Use of National Security Letters, Section 215 Orders, and Pen Register and Trap-and-Trace Authorities under FISA from 2007 through 2009
The OIG is again examining the FBI’s use of NSLs and Section 215 orders for business records. This review is assessing the FBI’s progress in responding to the OIG’s recommendations in its first and second reports on the FBI’s use of NSLs and its report on the FBI’s improper use of exigent letters and other informal means to obtain telephone records. A focus of this review is the NSL subsystem, an automated workflow system for NSLs that all FBI field offices and headquarters divisions have been required to use since January 1, 2008, and the effectiveness of the subsystem in reducing or eliminating noncompliance with applicable authorities. The current review is also examining the number of NSLs issued and Section 215 applications filed by the FBI between 2007 and 2009, and any improper or illegal uses of these authorities. In addition, the review is examining the FBI’s use of its pen register and trap-and-trace authority under FISA.
But it also shows a report not mentioned in Michael Horowitz’ last report.
A report on the dragnet.
Bulk Telephony Review
The OIG is reviewing the FBI’s use of information derived from the National Security Agency’s (NSA) collection of telephony metadata obtained from certain telecommunications service providers under Section 215 of the Patriot Act. The review will examine the FBI’s procedures for receiving, processing, and disseminating leads the NSA develops from the metadata, and any changes that have been made to these procedures over time. The review will also examine how FBI field offices respond to leads, and the scope and type of information field offices collect as a result of any investigative activity that is initiated. In addition, the review will examine the role the leads have had in FBI counterterrorism efforts.

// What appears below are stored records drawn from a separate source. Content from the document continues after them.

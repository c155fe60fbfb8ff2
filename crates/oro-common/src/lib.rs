//! General types for oro-sbom, including the decoded package.json document
//! and the package record handed to SBOM consumers.

pub use library::*;
pub use manifest::*;

mod library;
mod manifest;
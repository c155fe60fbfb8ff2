use miette::Result;
use oro_sbom::OroSbom;

#[async_std::main]
async fn main() -> Result<()> {
    OroSbom::load().await
}
use std::path::PathBuf;

use miette::Diagnostic;
use oro_package_json::OroPackageJsonError;
use thiserror::Error;

#[derive(Debug, Error, Diagnostic)]
pub enum OroSbomError {
    /// A manifest could not be read from disk (or stdin).
    ///
    /// Check that the path exists and points at a `package.json` file or at a
    /// directory containing one.
    #[error("Failed to read manifest at `{}`", .1.display())]
    #[diagnostic(code(oro_sbom::extract::read), url(docsrs))]
    ManifestReadError(#[source] std::io::Error, PathBuf),

    /// A manifest was read but could not be decoded. Refer to the error
    /// message for the location of the problem.
    #[error("Failed to extract a package from `{}`", .path.display())]
    #[diagnostic(
        code(oro_sbom::extract::decode),
        url(docsrs),
        help("Pass --keep-going to skip manifests that fail to decode.")
    )]
    ManifestDecodeError {
        path: PathBuf,
        #[source]
        source: OroPackageJsonError,
    },
}
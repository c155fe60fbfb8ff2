use std::io::Read;
use std::str::FromStr;

use indexmap::IndexMap;
use serde::{Deserialize, Deserializer, Serialize};
use serde_json::{Map, Value};

/// The subset of a `package.json` document that matters for an SBOM.
///
/// Every field is optional, and `null` is treated the same as a missing key.
/// Keys not listed here are ignored. Use [`PackageJson::from_reader`] or
/// `str::parse` to decode a whole document: repeated keys there resolve to
/// the last occurrence, while the derived `Deserialize` rejects them.
#[derive(Clone, Default, Debug, PartialEq, Eq, Serialize, Deserialize)]
#[serde(rename_all = "camelCase")]
pub struct PackageJson {
    /// The name of the package.
    ///
    /// Workspace roots and private apps frequently leave this out.
    #[serde(default, skip_serializing_if = "Option::is_none")]
    pub name: Option<String>,

    /// The version of the package. Kept as an opaque string: anything goes.
    #[serde(default, skip_serializing_if = "Option::is_none")]
    pub version: Option<String>,

    #[serde(default, skip_serializing_if = "Option::is_none")]
    pub license: Option<LicenseField>,

    #[serde(
        default,
        deserialize_with = "constraint_map",
        skip_serializing_if = "IndexMap::is_empty"
    )]
    pub dependencies: IndexMap<String, String>,

    #[serde(
        default,
        deserialize_with = "constraint_map",
        skip_serializing_if = "IndexMap::is_empty"
    )]
    pub optional_dependencies: IndexMap<String, String>,
}

impl PackageJson {
    /// Decodes a whole document from `reader`, which is read to the end.
    ///
    /// The top level must be a JSON object. When a key repeats, the last
    /// value wins.
    pub fn from_reader<R: Read>(reader: R) -> serde_json::Result<Self> {
        let object: Map<String, Value> = serde_json::from_reader(reader)?;
        Self::deserialize(Value::Object(object))
    }

    pub fn from_slice(bytes: &[u8]) -> serde_json::Result<Self> {
        let object: Map<String, Value> = serde_json::from_slice(bytes)?;
        Self::deserialize(Value::Object(object))
    }

    /// The license, collapsed to a single string. See [`normalize_license`].
    pub fn normalized_license(&self) -> String {
        normalize_license(self.license.as_ref())
    }

    /// Whether the document carries anything worth recording besides its
    /// name and version.
    pub fn has_content(&self) -> bool {
        !self.normalized_license().is_empty()
            || !self.dependencies.is_empty()
            || !self.optional_dependencies.is_empty()
    }

    /// True when there is no name, no version and no content. Such a
    /// document describes no package at all.
    pub fn is_empty(&self) -> bool {
        self.name.as_deref().unwrap_or_default().is_empty()
            && self.version.as_deref().unwrap_or_default().is_empty()
            && !self.has_content()
    }
}

/// The `license` field, in any of the shapes found in the wild.
///
/// Modern manifests use an SPDX expression string. Older ones used an object
/// such as `{"type": "MIT", "url": "..."}`. Anything else is kept around as
/// raw JSON so that decoding never fails because of this field.
#[derive(Clone, Debug, PartialEq, Eq, Deserialize, Serialize)]
#[serde(untagged)]
pub enum LicenseField {
    Str(String),
    Legacy {
        #[serde(rename = "type")]
        license_type: String,
    },
    Other(Value),
}

impl LicenseField {
    pub fn normalize(&self) -> &str {
        match self {
            LicenseField::Str(license) => license,
            LicenseField::Legacy { license_type } => license_type,
            LicenseField::Other(_) => "",
        }
    }
}

/// Collapses a raw `license` field into a single string.
///
/// Strings are returned as-is, legacy objects yield their `type`, and
/// everything else (including a missing field) yields `""`.
pub fn normalize_license(raw: Option<&LicenseField>) -> String {
    raw.map(LicenseField::normalize)
        .unwrap_or_default()
        .to_owned()
}

impl FromStr for PackageJson {
    type Err = serde_json::Error;

    fn from_str(s: &str) -> Result<Self, Self::Err> {
        Self::from_slice(s.as_bytes())
    }
}

// A `null` map is an empty map, and a `null` constraint is an empty
// constraint.
fn constraint_map<'de, D>(deserializer: D) -> std::result::Result<IndexMap<String, String>, D::Error>
where
    D: Deserializer<'de>,
{
    let val: Option<IndexMap<String, Option<String>>> = Deserialize::deserialize(deserializer)?;
    Ok(val
        .unwrap_or_default()
        .into_iter()
        .map(|(name, constraint)| (name, constraint.unwrap_or_default()))
        .collect())
}
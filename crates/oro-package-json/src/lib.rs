//! Extracts the package record an SBOM needs (name, version, license and
//! dependency constraints) from a single `package.json` document.
//!
//! ```
//! let pkg = oro_package_json::parse_str(
//!     r#"{"name": "left-pad", "version": "1.3.0", "license": "WTFPL"}"#,
//! )?
//! .expect("manifest describes a package");
//! assert_eq!(pkg.library.id, "left-pad@1.3.0");
//! assert_eq!(pkg.library.license, "WTFPL");
//! # Ok::<(), oro_package_json::OroPackageJsonError>(())
//! ```

use std::io::{BufReader, Read};

use indexmap::IndexMap;
use oro_common::{Library, PackageJson};
use serde::{Deserialize, Serialize};

pub use error::OroPackageJsonError;

mod error;

/// Name given to packages whose manifest has content worth recording but no
/// `name` field.
pub const NO_PACKAGE_NAME: &str = "no-package-name";

/// A package extracted from a `package.json`.
///
/// `library.name` is never empty.
#[derive(Clone, Default, Debug, PartialEq, Eq, Serialize, Deserialize)]
#[serde(rename_all = "camelCase")]
pub struct Package {
    #[serde(flatten)]
    pub library: Library,
    pub dependencies: IndexMap<String, String>,
    pub optional_dependencies: IndexMap<String, String>,
}

impl Package {
    /// Builds a package out of an already-decoded manifest.
    ///
    /// Returns `None` when the manifest has no name, no version, no license
    /// and no dependencies of either kind.
    pub fn from_package_json(pkg_json: PackageJson) -> Option<Self> {
        if pkg_json.is_empty() {
            return None;
        }
        let license = pkg_json.normalized_license();
        let PackageJson {
            name,
            version,
            dependencies,
            optional_dependencies,
            ..
        } = pkg_json;
        // Name and version are both optional in package.json. A nameless
        // manifest that still has a license or dependencies gets a
        // placeholder so the record stays addressable.
        let name = name
            .filter(|name| !name.is_empty())
            .unwrap_or_else(|| NO_PACKAGE_NAME.to_owned());
        Some(Package {
            library: Library::new(name, version.unwrap_or_default(), license),
            dependencies,
            optional_dependencies,
        })
    }
}

/// Stateless `package.json` parser. Safe to share between threads.
#[derive(Debug, Clone, Copy, Default)]
pub struct PackageJsonParser;

impl PackageJsonParser {
    pub fn new() -> Self {
        Self
    }

    /// Reads `reader` to the end and extracts the package it describes.
    ///
    /// `Ok(None)` means the document was valid but describes no package.
    /// Anything after the top-level JSON value other than whitespace is a
    /// decode error. Repeated keys resolve to their last value.
    pub fn parse<R: Read>(&self, reader: R) -> Result<Option<Package>, OroPackageJsonError> {
        let pkg_json = PackageJson::from_reader(BufReader::new(reader))?;
        Ok(Package::from_package_json(pkg_json))
    }
}

/// Shorthand for [`PackageJsonParser::parse`].
pub fn parse<R: Read>(reader: R) -> Result<Option<Package>, OroPackageJsonError> {
    PackageJsonParser::new().parse(reader)
}

pub fn parse_slice(bytes: &[u8]) -> Result<Option<Package>, OroPackageJsonError> {
    PackageJsonParser::new().parse(bytes)
}

pub fn parse_str(json: &str) -> Result<Option<Package>, OroPackageJsonError> {
    parse_slice(json.as_bytes())
}
use std::path::{Path, PathBuf};

use async_std::io::ReadExt;
use async_trait::async_trait;
use clap::Args;
use colored::*;
use miette::{IntoDiagnostic, Result, WrapErr};
use oro_config::{layered_value, ArgMatches, OroConfig, OroConfigLayer};
use oro_package_json::{Package, PackageJsonParser};
use serde::Serialize;

use crate::commands::OroCommand;
use crate::error::OroSbomError;

const STDIN: &str = "-";

#[derive(Debug, Args)]
/// Extract package records from one or more package.json manifests.
#[clap(visible_aliases(["x"]))]
pub struct ExtractCmd {
    /// package.json files, or directories containing one. Use `-` to read
    /// a manifest from stdin. Defaults to the package.json in `--root`.
    #[arg()]
    paths: Vec<PathBuf>,

    /// Log and skip manifests that can't be read or decoded instead of
    /// failing.
    #[arg(long)]
    keep_going: bool,

    #[arg(from_global)]
    root: Option<PathBuf>,

    #[arg(from_global)]
    json: bool,
}

#[derive(Debug, Serialize)]
struct Extracted {
    path: PathBuf,
    package: Option<Package>,
}

impl ExtractCmd {
    fn manifest_paths(&self) -> Vec<PathBuf> {
        if self.paths.is_empty() {
            let root = self.root.clone().unwrap_or_else(|| PathBuf::from("."));
            return vec![root.join("package.json")];
        }
        self.paths
            .iter()
            .map(|path| {
                if path.is_dir() {
                    path.join("package.json")
                } else {
                    path.clone()
                }
            })
            .collect()
    }

    async fn read_manifest(path: &Path) -> Result<Vec<u8>, OroSbomError> {
        if path == Path::new(STDIN) {
            let mut buf = Vec::new();
            async_std::io::stdin()
                .read_to_end(&mut buf)
                .await
                .map_err(|e| OroSbomError::ManifestReadError(e, path.to_owned()))?;
            Ok(buf)
        } else {
            async_std::fs::read(path)
                .await
                .map_err(|e| OroSbomError::ManifestReadError(e, path.to_owned()))
        }
    }

    async fn extract(
        parser: &PackageJsonParser,
        path: &Path,
    ) -> Result<Option<Package>, OroSbomError> {
        let bytes = Self::read_manifest(path).await?;
        parser
            .parse(&bytes[..])
            .map_err(|source| OroSbomError::ManifestDecodeError {
                path: path.to_owned(),
                source,
            })
    }

    fn print_human(extracted: &[Extracted]) {
        for Extracted { path, package } in extracted {
            match package {
                Some(Package {
                    library,
                    dependencies,
                    optional_dependencies,
                }) => {
                    let license = if library.license.is_empty() {
                        "no license".dimmed()
                    } else {
                        library.license.green()
                    };
                    // name@version | license | deps: 1 | optional: 0
                    println!(
                        "{} | {} | deps: {} | optional: {}",
                        library.id.bright_green().underline(),
                        license,
                        dependencies.len().to_string().cyan(),
                        optional_dependencies.len().to_string().yellow(),
                    );
                }
                None => println!("{}: {}", path.display(), "no package found".dimmed()),
            }
        }
    }
}

#[async_trait]
impl OroCommand for ExtractCmd {
    async fn execute(self) -> Result<()> {
        let parser = PackageJsonParser::new();
        let mut extracted = Vec::new();
        for path in self.manifest_paths() {
            tracing::debug!("Extracting package from {}", path.display());
            match Self::extract(&parser, &path).await {
                Ok(package) => {
                    match &package {
                        Some(pkg) => {
                            tracing::info!("Found {} in {}", pkg.library, path.display())
                        }
                        None => tracing::debug!(
                            "{} carries no package information",
                            path.display()
                        ),
                    }
                    extracted.push(Extracted { path, package });
                }
                Err(err) if self.keep_going => {
                    tracing::warn!("Skipping {}: {err}", path.display());
                }
                Err(err) => return Err(err.into()),
            }
        }
        if self.json {
            println!(
                "{}",
                serde_json::to_string_pretty(&extracted)
                    .into_diagnostic()
                    .wrap_err("extract::json_serialize")?
            );
        } else {
            Self::print_human(&extracted);
        }
        Ok(())
    }
}

impl OroConfigLayer for ExtractCmd {
    fn layer_config(&mut self, args: &ArgMatches, conf: &OroConfig) -> Result<()> {
        if let Some(keep_going) = layered_value(args, conf, "keep_going")? {
            self.keep_going = keep_going;
        }
        if let Some(json) = layered_value(args, conf, "json")? {
            self.json = json;
        }
        Ok(())
    }
}
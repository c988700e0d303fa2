// Vidmark CLI binary

use anyhow::Result;
use clap::Parser;

use vidmark_lib::config::OverlayConfig;
use vidmark_lib::overlay::{self, Position};

#[derive(Parser)]
#[command(name = "vidmark")]
#[command(about = "Overlay a watermark image onto a video", long_about = None)]
#[command(version)]
struct Cli {
    /// Watermark position on the frame
    #[arg(
        short,
        long,
        default_value = "bottom-right",
        value_parser = ["top-left", "top-right", "bottom-left", "bottom-right", "center"],
    )]
    position: String,

    /// Target watermark width in pixels (needs --height as well)
    #[arg(short, long)]
    width: Option<u32>,

    /// Target watermark height in pixels (needs --width as well)
    #[arg(long, alias = "ht")]
    height: Option<u32>,
}

fn main() -> Result<()> {
    env_logger::init();
    let cli = Cli::parse();

    // Input, watermark, and output filenames are fixed in this version
    let config = OverlayConfig::default();

    println!("Starting watermark for: {}", config.input_video.display());
    println!("Running FFmpeg... (this may take a while)");

    let position = Position::from_name(&cli.position);
    overlay::run_overlay(&config, position, cli.width, cli.height)?;

    println!("Done. Video saved to: {}", config.output_video.display());
    Ok(())
}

In truth, this investigation may not be all that distinct from the known PATRIOT authorities investigation. The minimization procedures for both — and therefore the way the information gets used, an issue central to both investigations — appear to be the same. And to the extent that the number of 215 orders with minimization procedures has been growing since 2010 indicates the FBI is collecting other information in bulk, the programs may well interrelate.
At first, I thought that this investigation, with the very significant exception of the way the dragnet serves to identify informants, might not reveal anything that problematic. Upon review, I’m not so sure. I’ll explain why in a follow-up report.
The one big difference between the two investigations, however (and I’ll discuss this at more length in the follow-up), is that dragnet investigation, unlike the PATRIOT Authority one, appears not to be time delimited. Whereas the older investigation only looks at practices through 2009, the dragnet investigation appears to be examining on-going practices. It seems to be investigating all the 215-related issues identified by Pat Leahy that the IC IG should investigate that come under DOJ’s jurisdiction.
So bad news good news! DOJ is still, 1,403 days later, investigating how the FBI used PATRIOT Act authorities 5 years ago, meaning more recent developments are not getting much attention.
But there is a potentially related investigation looking at what the FBI ingests from the phone dragnet (at least the small part relating to Section 215) right now.